DATA FOR ANALYSIS —
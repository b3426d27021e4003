pub mod memory;

use crate::domain::contact::{CampaignContact, GlobalContact, NewCampaignLink, NewContact};
use crate::domain::error::Result;
use async_trait::async_trait;
use uuid::Uuid;

pub use memory::InMemoryRecordStore;

/// Persistence boundary for global contacts and campaign links.
///
/// Implementations must keep phone numbers unique across contacts and
/// `(campaign_id, contact_id)` unique across links.
#[async_trait]
pub trait RecordStore: Send + Sync {
    async fn find_contact_by_phone(&self, phone_number: &str) -> Result<Option<GlobalContact>>;

    async fn find_contacts_by_phones(&self, phone_numbers: &[String]) -> Result<Vec<GlobalContact>>;

    /// Links of one campaign whose contact id is in `contact_ids`
    async fn find_campaign_links(
        &self,
        campaign_id: &str,
        contact_ids: &[Uuid],
    ) -> Result<Vec<CampaignContact>>;

    /// Links of one campaign whose contact phone is in `phone_numbers`
    async fn find_campaign_links_by_phones(
        &self,
        campaign_id: &str,
        phone_numbers: &[String],
    ) -> Result<Vec<CampaignContact>>;

    async fn list_campaign_contacts(&self, campaign_id: &str) -> Result<Vec<CampaignContact>>;

    /// Insert contacts, skipping phones that already exist; returns the rows created
    async fn insert_contacts(&self, contacts: &[NewContact]) -> Result<Vec<GlobalContact>>;

    /// Insert links, ignoring ones already present; returns how many were created
    async fn insert_campaign_links(&self, links: &[NewCampaignLink]) -> Result<u64>;

    async fn delete_campaign_links(&self, campaign_id: &str, contact_ids: &[Uuid]) -> Result<u64>;

    /// Links remaining for a contact across every campaign
    async fn count_contact_links(&self, contact_id: Uuid) -> Result<i64>;

    /// Delete a contact only while it has no links; returns rows deleted
    async fn delete_orphaned_contact(&self, contact_id: Uuid) -> Result<u64>;
}
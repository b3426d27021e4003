use figment::providers::{Env, Format, Serialized, Toml};
use figment::Figment;
use serde::{Deserialize, Serialize};
use std::path::{Path, PathBuf};

use crate::domain::contact::ImportConfig;
use crate::domain::error::{AppError, Result};

pub const CONFIG_FILE: &str = "callboard.toml";
pub const ENV_PREFIX: &str = "CALLBOARD_";

#[derive(Debug, Clone, Serialize, Deserialize)]
#[serde(default)]
pub struct AppSettings {
    pub database_url: String,
    pub import: ImportConfig,
}

impl Default for AppSettings {
    fn default() -> Self {
        Self {
            database_url: "sqlite://callboard.db".to_string(),
            import: ImportConfig::default(),
        }
    }
}

/// Layered settings: defaults, then `callboard.toml`, then `CALLBOARD_*`
/// environment variables (`__` separates nested keys).
pub struct ConfigService {
    config_path: PathBuf,
}

impl ConfigService {
    /// Loads `.env` into the process environment before anything is read
    pub fn new() -> Self {
        dotenvy::dotenv().ok();
        Self::from_file(CONFIG_FILE)
    }

    pub fn from_file(path: impl AsRef<Path>) -> Self {
        Self {
            config_path: path.as_ref().to_path_buf(),
        }
    }

    pub fn figment(&self) -> Figment {
        Figment::from(Serialized::defaults(AppSettings::default()))
            .merge(Toml::file(&self.config_path))
            .merge(Env::prefixed(ENV_PREFIX).split("__"))
    }

    pub fn load(&self) -> Result<AppSettings> {
        let settings: AppSettings = self.figment().extract()?;

        if settings.database_url.trim().is_empty() {
            return Err(AppError::ConfigError("database_url must not be empty".to_string()));
        }
        settings.import.check().map_err(AppError::ConfigError)?;

        tracing::debug!(
            config_path = %self.config_path.display(),
            batch_size = settings.import.batch_size,
            "Loaded settings"
        );
        Ok(settings)
    }
}

impl Default for ConfigService {
    fn default() -> Self {
        Self::new()
    }
}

WHAT THIS TASK INVOLVES —
Output only the lines from the one containing "settings.import.check().map_err(AppError::ConfigError)?;" through the end of the material, please, exactly as they appear.

RESPONSE —
        settings.import.check().map_err(AppError::ConfigError)?;

        tracing::debug!(
            config_path = %self.config_path.display(),
            batch_size = settings.import.batch_size,
            "Loaded settings"
        );
        Ok(settings)
    }
}

impl Default for ConfigService {
    fn default() -> Self {
        Self::new()
    }
}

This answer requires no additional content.